WHAT NEEDS TO BE DONE | Tally the lines below that hold the string "WebhookConfig", and give only the tally.

[Data items]
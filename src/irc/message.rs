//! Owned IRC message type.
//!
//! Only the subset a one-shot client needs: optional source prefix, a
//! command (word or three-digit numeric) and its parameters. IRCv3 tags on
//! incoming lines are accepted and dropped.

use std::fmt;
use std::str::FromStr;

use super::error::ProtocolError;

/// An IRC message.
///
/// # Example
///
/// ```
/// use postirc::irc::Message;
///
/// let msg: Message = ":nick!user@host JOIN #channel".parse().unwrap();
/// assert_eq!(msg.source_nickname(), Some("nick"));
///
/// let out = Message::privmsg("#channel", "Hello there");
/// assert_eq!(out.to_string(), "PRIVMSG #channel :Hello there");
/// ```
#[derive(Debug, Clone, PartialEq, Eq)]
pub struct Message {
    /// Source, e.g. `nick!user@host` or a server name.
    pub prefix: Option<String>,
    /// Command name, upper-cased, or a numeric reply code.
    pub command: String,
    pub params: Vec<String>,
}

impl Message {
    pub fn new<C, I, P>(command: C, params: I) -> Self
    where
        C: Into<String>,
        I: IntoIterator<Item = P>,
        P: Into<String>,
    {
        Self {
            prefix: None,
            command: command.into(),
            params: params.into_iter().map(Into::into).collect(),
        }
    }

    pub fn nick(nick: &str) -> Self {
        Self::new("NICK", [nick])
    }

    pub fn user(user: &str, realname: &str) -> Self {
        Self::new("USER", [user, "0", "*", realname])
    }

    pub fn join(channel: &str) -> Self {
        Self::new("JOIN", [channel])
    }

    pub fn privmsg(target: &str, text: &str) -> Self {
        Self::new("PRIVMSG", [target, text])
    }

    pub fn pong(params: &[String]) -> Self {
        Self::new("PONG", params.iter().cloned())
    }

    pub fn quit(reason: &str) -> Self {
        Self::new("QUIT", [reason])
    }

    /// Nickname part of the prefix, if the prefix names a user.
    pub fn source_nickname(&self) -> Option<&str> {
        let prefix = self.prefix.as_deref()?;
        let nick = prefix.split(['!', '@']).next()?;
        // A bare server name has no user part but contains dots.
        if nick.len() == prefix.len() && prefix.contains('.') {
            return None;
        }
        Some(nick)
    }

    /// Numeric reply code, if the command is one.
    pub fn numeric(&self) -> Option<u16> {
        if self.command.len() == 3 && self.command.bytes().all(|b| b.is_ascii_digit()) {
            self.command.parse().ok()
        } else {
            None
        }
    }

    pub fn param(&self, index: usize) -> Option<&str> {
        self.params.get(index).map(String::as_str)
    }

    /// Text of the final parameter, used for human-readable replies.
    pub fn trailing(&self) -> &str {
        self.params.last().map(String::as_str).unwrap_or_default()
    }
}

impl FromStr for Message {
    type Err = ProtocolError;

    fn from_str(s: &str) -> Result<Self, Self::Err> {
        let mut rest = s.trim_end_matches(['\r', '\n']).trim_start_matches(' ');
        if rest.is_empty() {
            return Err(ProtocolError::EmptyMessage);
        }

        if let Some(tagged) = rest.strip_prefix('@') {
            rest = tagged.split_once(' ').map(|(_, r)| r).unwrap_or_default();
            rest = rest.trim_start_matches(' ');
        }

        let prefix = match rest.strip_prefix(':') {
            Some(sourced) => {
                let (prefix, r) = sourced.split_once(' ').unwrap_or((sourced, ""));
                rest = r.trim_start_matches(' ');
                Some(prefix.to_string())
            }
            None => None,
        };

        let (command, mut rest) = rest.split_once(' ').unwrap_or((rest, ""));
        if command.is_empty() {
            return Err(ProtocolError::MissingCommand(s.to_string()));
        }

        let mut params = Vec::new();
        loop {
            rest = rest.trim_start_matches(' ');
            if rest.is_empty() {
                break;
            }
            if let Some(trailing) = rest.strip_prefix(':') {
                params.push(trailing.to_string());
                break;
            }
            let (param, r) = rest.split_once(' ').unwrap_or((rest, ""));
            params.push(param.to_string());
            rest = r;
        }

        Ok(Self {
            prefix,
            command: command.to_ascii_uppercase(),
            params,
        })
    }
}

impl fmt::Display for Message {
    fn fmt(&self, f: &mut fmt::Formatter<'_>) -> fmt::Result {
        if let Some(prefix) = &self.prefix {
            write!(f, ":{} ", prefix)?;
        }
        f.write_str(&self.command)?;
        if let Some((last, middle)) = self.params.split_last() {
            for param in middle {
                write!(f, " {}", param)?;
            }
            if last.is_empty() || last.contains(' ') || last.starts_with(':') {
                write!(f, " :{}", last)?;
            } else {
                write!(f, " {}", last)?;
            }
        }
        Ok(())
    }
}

* * *

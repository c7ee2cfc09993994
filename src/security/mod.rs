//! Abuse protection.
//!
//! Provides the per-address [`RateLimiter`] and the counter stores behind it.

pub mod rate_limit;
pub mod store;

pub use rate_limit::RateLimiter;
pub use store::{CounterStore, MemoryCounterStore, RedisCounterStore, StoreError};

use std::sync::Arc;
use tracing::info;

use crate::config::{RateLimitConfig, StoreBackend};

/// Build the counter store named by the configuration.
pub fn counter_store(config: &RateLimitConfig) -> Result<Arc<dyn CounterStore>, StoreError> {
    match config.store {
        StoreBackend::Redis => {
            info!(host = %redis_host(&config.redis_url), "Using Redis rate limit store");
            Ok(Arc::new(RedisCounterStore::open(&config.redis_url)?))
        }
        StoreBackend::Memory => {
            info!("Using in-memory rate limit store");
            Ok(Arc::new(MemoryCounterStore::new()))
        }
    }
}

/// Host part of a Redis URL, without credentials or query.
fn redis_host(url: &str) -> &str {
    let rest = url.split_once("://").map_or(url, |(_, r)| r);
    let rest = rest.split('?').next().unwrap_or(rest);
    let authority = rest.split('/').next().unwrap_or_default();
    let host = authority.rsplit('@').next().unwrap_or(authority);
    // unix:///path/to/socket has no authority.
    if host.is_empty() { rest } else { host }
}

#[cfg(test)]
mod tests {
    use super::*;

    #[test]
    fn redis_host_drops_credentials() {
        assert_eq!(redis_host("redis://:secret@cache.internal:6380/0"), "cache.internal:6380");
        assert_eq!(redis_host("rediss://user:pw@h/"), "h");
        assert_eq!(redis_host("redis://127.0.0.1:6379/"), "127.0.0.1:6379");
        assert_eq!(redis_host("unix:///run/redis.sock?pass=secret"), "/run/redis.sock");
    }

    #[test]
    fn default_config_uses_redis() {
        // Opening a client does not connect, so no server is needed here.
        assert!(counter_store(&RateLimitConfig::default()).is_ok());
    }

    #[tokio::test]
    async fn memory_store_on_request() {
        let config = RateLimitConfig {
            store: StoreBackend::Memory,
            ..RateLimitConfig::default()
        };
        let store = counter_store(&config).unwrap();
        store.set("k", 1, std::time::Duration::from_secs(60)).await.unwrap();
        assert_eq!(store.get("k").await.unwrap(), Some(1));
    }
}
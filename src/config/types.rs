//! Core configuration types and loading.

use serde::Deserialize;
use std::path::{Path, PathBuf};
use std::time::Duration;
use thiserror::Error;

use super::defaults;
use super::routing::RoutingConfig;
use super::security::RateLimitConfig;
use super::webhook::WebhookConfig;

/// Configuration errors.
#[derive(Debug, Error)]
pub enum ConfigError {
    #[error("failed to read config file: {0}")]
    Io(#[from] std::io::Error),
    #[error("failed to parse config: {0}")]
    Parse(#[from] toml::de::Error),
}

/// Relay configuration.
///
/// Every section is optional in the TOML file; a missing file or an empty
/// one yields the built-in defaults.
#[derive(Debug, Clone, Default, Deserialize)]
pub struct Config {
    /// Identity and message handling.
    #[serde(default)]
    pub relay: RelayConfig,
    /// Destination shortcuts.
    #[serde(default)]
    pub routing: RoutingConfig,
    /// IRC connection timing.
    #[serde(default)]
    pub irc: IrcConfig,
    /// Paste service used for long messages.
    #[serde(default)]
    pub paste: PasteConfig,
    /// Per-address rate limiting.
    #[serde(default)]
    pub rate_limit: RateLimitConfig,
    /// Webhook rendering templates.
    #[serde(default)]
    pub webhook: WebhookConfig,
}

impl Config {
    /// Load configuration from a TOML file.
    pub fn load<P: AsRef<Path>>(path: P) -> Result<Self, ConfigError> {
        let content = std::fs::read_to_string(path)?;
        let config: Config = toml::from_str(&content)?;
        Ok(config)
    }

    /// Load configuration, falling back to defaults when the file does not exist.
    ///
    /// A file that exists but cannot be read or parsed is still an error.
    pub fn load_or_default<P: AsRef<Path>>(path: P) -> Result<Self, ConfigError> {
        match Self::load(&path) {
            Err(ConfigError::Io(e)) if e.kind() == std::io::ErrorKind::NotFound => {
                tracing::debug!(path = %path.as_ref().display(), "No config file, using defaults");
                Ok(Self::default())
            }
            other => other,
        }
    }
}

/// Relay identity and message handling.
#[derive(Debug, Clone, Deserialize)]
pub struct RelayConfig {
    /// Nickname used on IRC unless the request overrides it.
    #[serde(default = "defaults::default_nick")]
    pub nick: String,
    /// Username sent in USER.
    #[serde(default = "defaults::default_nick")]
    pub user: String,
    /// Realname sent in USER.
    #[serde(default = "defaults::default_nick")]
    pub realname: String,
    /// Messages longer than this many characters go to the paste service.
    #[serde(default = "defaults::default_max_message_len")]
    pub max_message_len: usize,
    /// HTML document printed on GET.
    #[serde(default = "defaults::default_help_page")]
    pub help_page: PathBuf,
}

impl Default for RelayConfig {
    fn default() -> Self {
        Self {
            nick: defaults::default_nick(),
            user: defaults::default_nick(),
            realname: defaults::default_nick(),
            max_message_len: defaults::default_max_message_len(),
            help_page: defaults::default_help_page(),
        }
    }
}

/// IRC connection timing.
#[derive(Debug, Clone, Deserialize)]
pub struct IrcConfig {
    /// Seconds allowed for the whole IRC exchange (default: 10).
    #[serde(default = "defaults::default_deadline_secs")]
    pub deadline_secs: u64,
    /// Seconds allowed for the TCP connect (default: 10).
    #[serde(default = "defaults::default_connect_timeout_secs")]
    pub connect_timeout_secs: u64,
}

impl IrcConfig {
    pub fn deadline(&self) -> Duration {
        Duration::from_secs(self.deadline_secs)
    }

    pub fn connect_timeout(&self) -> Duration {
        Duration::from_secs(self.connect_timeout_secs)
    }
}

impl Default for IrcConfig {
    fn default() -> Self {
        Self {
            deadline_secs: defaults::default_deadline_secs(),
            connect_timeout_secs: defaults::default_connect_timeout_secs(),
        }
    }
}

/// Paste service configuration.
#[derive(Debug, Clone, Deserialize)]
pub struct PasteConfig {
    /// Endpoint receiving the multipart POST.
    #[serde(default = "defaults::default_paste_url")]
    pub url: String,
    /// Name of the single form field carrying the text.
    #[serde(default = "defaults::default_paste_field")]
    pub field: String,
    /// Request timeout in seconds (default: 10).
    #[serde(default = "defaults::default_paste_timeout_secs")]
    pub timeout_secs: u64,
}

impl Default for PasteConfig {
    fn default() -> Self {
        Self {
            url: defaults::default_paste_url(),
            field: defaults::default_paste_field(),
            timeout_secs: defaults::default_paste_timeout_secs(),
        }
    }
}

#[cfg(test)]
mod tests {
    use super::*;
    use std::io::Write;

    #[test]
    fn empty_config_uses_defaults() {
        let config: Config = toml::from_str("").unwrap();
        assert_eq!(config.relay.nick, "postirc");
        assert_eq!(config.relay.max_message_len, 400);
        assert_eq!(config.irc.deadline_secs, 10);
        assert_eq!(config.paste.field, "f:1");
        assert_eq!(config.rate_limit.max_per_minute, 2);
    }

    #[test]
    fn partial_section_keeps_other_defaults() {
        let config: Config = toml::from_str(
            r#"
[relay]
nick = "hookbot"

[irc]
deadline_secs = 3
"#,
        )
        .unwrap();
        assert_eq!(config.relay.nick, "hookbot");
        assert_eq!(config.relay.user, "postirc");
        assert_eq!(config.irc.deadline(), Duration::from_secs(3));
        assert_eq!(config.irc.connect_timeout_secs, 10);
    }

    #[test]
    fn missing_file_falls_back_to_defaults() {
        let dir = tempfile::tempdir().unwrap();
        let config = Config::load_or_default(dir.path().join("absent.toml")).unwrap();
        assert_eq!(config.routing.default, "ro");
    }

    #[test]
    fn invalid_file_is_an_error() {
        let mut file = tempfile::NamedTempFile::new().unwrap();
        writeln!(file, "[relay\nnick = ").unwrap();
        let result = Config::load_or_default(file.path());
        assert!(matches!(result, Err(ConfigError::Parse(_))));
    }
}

WRITTEN RESPONSE | 2